The initially obtained data for antagonism, biofilm, detached leaf, and greenhouse were subjected to the Shapiro-Wilk´s and Levene´s test (P > 0.05) to confirm the normal distribution of the data and homogeneous variance, respectively. Subsequently, the test data were statistically analyzed with the software R x 64 4.2.0 using Duncan’s Multiple Ranges at P ≤ 0.05, and the data were reported as mean values ± standard deviation.

3. Results

3.1. In vitro antagonism assay

Our results show that of 21 possible strain combinations, five strain combinations inhibited each other on TSA plates, regardless of the direction of spread (Figure 1B). In contrast, sixteen combinations were compatible and could grow over each other (Figure 1B and Table 1). The results of the in vitro antagonistic assay demostrated that P. colocasiae growth was suppressed by at least 30% when challenged with single or combined strains, but the efficiency of the strains was different (Figures 1, 2). The highest growth reduction (49−50%) of the pathogen was observed in the presence of combined strains as consortia, followed by S4, where mycelial growth was reduced by 46.76% compared to the untreated control (Figure 2). In this study, we also investigated the antimicrobial activities of the cell-free supernatants of the strains against P. colocasiae. As shown in Supplementary Figure S1, the cell-free filtrate of the strains significantly reduced the radial growth of P. colocasiae compared with the untreated control. However, there was no significant difference between the tested single and combined strains in terms of their antimicrobial activities against the growth of the pathogen.

FIGURE 1

Figure 1 (A) Inhibition of Phytophthora colocasiae mycelia growth in dual culture assay. Control culture of P. colocasiae exhibited uniform hyphal growth, with the formation of abundant aerial hyphae and sporangiophores. Co-culture with biocontrol bacteria led to inhibition of radial hyphal growth and reduced formation of aerial structures; (B) Compatibility assay between co-inoculated strains. The strains were streaked at 90 degrees and their synergistic effect and zone of inhibition were evaluated after 96 h of incubation. Compatible strains showed no inhibition of each other and colonies merged. Incompatible strains showed clear zones of inhibition between the colonies (red ovals).

TABLE 1

Table 1 Compatibility assay between co-inoculated strains.

FIGURE 2

Figure 2 In vitro antagonistic effect of bacterial strains individually or in combination against mycelial growth of Phytophthora colocasiae. Data are the mean ± standard deviation (SD) of six technical replicates. Mean values with different letters indicate differences between tested strains according to Duncan’s multiple range test at P > 0.05.
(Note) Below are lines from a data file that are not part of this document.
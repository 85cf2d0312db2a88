//! Stabilization engine: promotion of pending rows into the confirmed tier
//! once their block is deep enough below the tip, followed by cleanup of
//! aged-out pending rows.
//!
//! Promotion is one transaction of four ordered INSERT OR IGNORE … SELECT
//! statements, each joined through `new_block_heights` so rows from
//! orphaned forks (whose hash no longer wins the height mapping) are never
//! copied. Re-running promotion over the same range is a no-op. Cleanup
//! runs in its own transaction; tag and transaction rows go before the
//! block rows they join through, or the height predicates become
//! untestable, and the timestamp-aged transaction set is snapshotted once
//! so every table ages against the same ids regardless of delete order.

use tracing::{debug, info};

use weaveindex_core::IndexError;

use crate::db::{db_err, IndexDb};

const PROMOTE_BLOCKS: &str = "INSERT OR IGNORE INTO stable_blocks (
        height, indep_hash, previous_block, nonce, hash, block_timestamp,
        diff, cumulative_diff, last_retarget, reward_addr, reward_pool,
        block_size, weave_size,
        usd_to_ar_rate_dividend, usd_to_ar_rate_divisor,
        scheduled_usd_to_ar_rate_dividend, scheduled_usd_to_ar_rate_divisor,
        hash_list_merkle, wallet_list, tx_root, tx_count, missing_tx_count
    )
    SELECT
        nbh.height, nb.indep_hash, nb.previous_block, nb.nonce, nb.hash, nb.block_timestamp,
        nb.diff, nb.cumulative_diff, nb.last_retarget, nb.reward_addr, nb.reward_pool,
        nb.block_size, nb.weave_size,
        nb.usd_to_ar_rate_dividend, nb.usd_to_ar_rate_divisor,
        nb.scheduled_usd_to_ar_rate_dividend, nb.scheduled_usd_to_ar_rate_divisor,
        nb.hash_list_merkle, nb.wallet_list, nb.tx_root, nb.tx_count, nb.missing_tx_count
    FROM new_blocks nb
    JOIN new_block_heights nbh ON nbh.block_indep_hash = nb.indep_hash
    WHERE nbh.height < ?";

const PROMOTE_BLOCK_TRANSACTIONS: &str = "INSERT OR IGNORE INTO stable_block_transactions
        (block_indep_hash, transaction_id, block_transaction_index)
    SELECT nbt.block_indep_hash, nbt.transaction_id, nbt.block_transaction_index
    FROM new_block_transactions nbt
    JOIN new_block_heights nbh ON nbh.block_indep_hash = nbt.block_indep_hash
    WHERE nbh.height < ?";

const PROMOTE_TRANSACTIONS: &str = "INSERT OR IGNORE INTO stable_transactions (
        id, height, block_transaction_index, signature, format, last_tx,
        owner_address, target, quantity, reward, data_size, data_root,
        content_type, tag_count
    )
    SELECT
        nt.id, nbh.height, nbt.block_transaction_index, nt.signature, nt.format, nt.last_tx,
        nt.owner_address, nt.target, nt.quantity, nt.reward, nt.data_size, nt.data_root,
        nt.content_type, nt.tag_count
    FROM new_transactions nt
    JOIN new_block_transactions nbt ON nbt.transaction_id = nt.id
    JOIN new_block_heights nbh ON nbh.block_indep_hash = nbt.block_indep_hash
    WHERE nbh.height < ?";

const PROMOTE_TRANSACTION_TAGS: &str = "INSERT OR IGNORE INTO stable_transaction_tags (
        tag_name_hash, tag_value_hash, height, block_transaction_index,
        transaction_tag_index, transaction_id
    )
    SELECT
        ntt.tag_name_hash, ntt.tag_value_hash, nbh.height, nbt.block_transaction_index,
        ntt.transaction_tag_index, ntt.transaction_id
    FROM new_transaction_tags ntt
    JOIN new_block_transactions nbt ON nbt.transaction_id = ntt.transaction_id
    JOIN new_block_heights nbh ON nbh.block_indep_hash = nbt.block_indep_hash
    WHERE nbh.height < ?";

impl IndexDb {
    /// Promote everything below `end_height`, then sweep stale pending rows.
    ///
    /// Called automatically after every `stable_flush_interval`-th ingested
    /// block; safe to call directly (e.g. at startup after a crash).
    pub async fn flush_stable(&self, end_height: u64) -> Result<(), IndexError> {
        self.save_stable_data(end_height).await?;

        let newest_stable_ts: (Option<i64>,) =
            sqlx::query_as("SELECT MAX(block_timestamp) FROM stable_blocks")
                .fetch_one(&self.pool)
                .await
                .map_err(db_err)?;
        let created_at_threshold =
            newest_stable_ts.0.unwrap_or(0) - self.config.new_tx_cleanup_wait_secs;

        self.delete_stale_new_data(end_height, created_at_threshold)
            .await
    }

    /// Copy pending rows with `height < end_height` into the confirmed tier.
    pub async fn save_stable_data(&self, end_height: u64) -> Result<(), IndexError> {
        let end_height = end_height as i64;
        let mut dbtx = self.pool.begin().await.map_err(db_err)?;

        for statement in [
            PROMOTE_BLOCKS,
            PROMOTE_BLOCK_TRANSACTIONS,
            PROMOTE_TRANSACTIONS,
            PROMOTE_TRANSACTION_TAGS,
        ] {
            sqlx::query(statement)
                .bind(end_height)
                .execute(&mut *dbtx)
                .await
                .map_err(db_err)?;
        }

        dbtx.commit().await.map_err(db_err)?;
        info!(end_height, "pending rows promoted to confirmed tier");
        Ok(())
    }

    /// Delete pending rows below `height_threshold`, pending transactions
    /// (with their tags and block associations) whose `created_at` fell
    /// behind `created_at_threshold`, and satisfied missing-transaction
    /// placeholders.
    pub async fn delete_stale_new_data(
        &self,
        height_threshold: u64,
        created_at_threshold: i64,
    ) -> Result<(), IndexError> {
        let height = height_threshold as i64;
        let mut dbtx = self.pool.begin().await.map_err(db_err)?;

        // The aged-out transaction ids are snapshotted up front: tags,
        // transactions, and associations all age out against the same set,
        // no matter which DELETE runs first. Testing `created_at` inline
        // instead would go blind the moment the transaction rows themselves
        // are removed, stranding association rows that a later promotion
        // would copy into the confirmed tier with no transaction behind
        // them.
        sqlx::query("DROP TABLE IF EXISTS aged_out_transactions")
            .execute(&mut *dbtx)
            .await
            .map_err(db_err)?;
        sqlx::query(
            "CREATE TEMP TABLE aged_out_transactions AS
                SELECT id FROM new_transactions WHERE created_at < ?",
        )
        .bind(created_at_threshold)
        .execute(&mut *dbtx)
        .await
        .map_err(db_err)?;

        // Joins go through new_blocks.height rather than the height mapping:
        // a block orphaned by a fork reset has no mapping left but still
        // needs its rows swept once its height is behind the stable tip.
        sqlx::query(
            "DELETE FROM new_transaction_tags WHERE transaction_id IN (
                SELECT nbt.transaction_id
                FROM new_block_transactions nbt
                JOIN new_blocks nb ON nb.indep_hash = nbt.block_indep_hash
                WHERE nb.height < ?
            ) OR transaction_id IN (SELECT id FROM aged_out_transactions)",
        )
        .bind(height)
        .execute(&mut *dbtx)
        .await
        .map_err(db_err)?;

        sqlx::query(
            "DELETE FROM new_transactions WHERE id IN (
                SELECT nbt.transaction_id
                FROM new_block_transactions nbt
                JOIN new_blocks nb ON nb.indep_hash = nbt.block_indep_hash
                WHERE nb.height < ?
            ) OR id IN (SELECT id FROM aged_out_transactions)",
        )
        .bind(height)
        .execute(&mut *dbtx)
        .await
        .map_err(db_err)?;

        sqlx::query(
            "DELETE FROM new_block_transactions WHERE block_indep_hash IN (
                SELECT indep_hash FROM new_blocks WHERE height < ?
            ) OR transaction_id IN (SELECT id FROM aged_out_transactions)",
        )
        .bind(height)
        .execute(&mut *dbtx)
        .await
        .map_err(db_err)?;

        sqlx::query("DELETE FROM new_blocks WHERE height < ?")
            .bind(height)
            .execute(&mut *dbtx)
            .await
            .map_err(db_err)?;

        sqlx::query("DELETE FROM new_block_heights WHERE height < ?")
            .bind(height)
            .execute(&mut *dbtx)
            .await
            .map_err(db_err)?;

        // A placeholder whose association reached the confirmed tier has
        // served its purpose; ones for blocks that never stabilized stay and
        // keep driving re-fetch attempts.
        sqlx::query(
            "DELETE FROM missing_transactions WHERE height < ? AND EXISTS (
                SELECT 1 FROM stable_block_transactions sbt
                WHERE sbt.block_indep_hash = missing_transactions.block_indep_hash
                  AND sbt.transaction_id = missing_transactions.transaction_id
            )",
        )
        .bind(height)
        .execute(&mut *dbtx)
        .await
        .map_err(db_err)?;

        sqlx::query("DROP TABLE aged_out_transactions")
            .execute(&mut *dbtx)
            .await
            .map_err(db_err)?;

        dbtx.commit().await.map_err(db_err)?;
        debug!(
            height_threshold,
            created_at_threshold, "stale pending rows deleted"
        );
        Ok(())
    }
}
3.2. Biofilm and enzymatic production

Various bacteria-mediated biochemical and lytic enzyme production were functionally assayed in vitro using specific media. Briefly, the ability of the strain to form a biofilm was examined in 96-well microtiter plates. Although all strains tested were able to form biofilms in vitro, there were differences between strains as shown in Figure 3. Of the strains tested, AV10 singly and in combination with AS13 exhibited markedly higher biofilm formation in a microtiter plate with an optical density at 597_nm of 0.57 and 0.64, respectively (Figure 3).

FIGURE 3

Figure 3 Biofilm production assay of selected bacterial strains using 96-well polystyrene microplates. Data are the means ± standard deviation (SD) of octuplicates per strain. Mean values with different letters indicates a significant difference between strains according to Duncan’s multiple range test at P > 0.05.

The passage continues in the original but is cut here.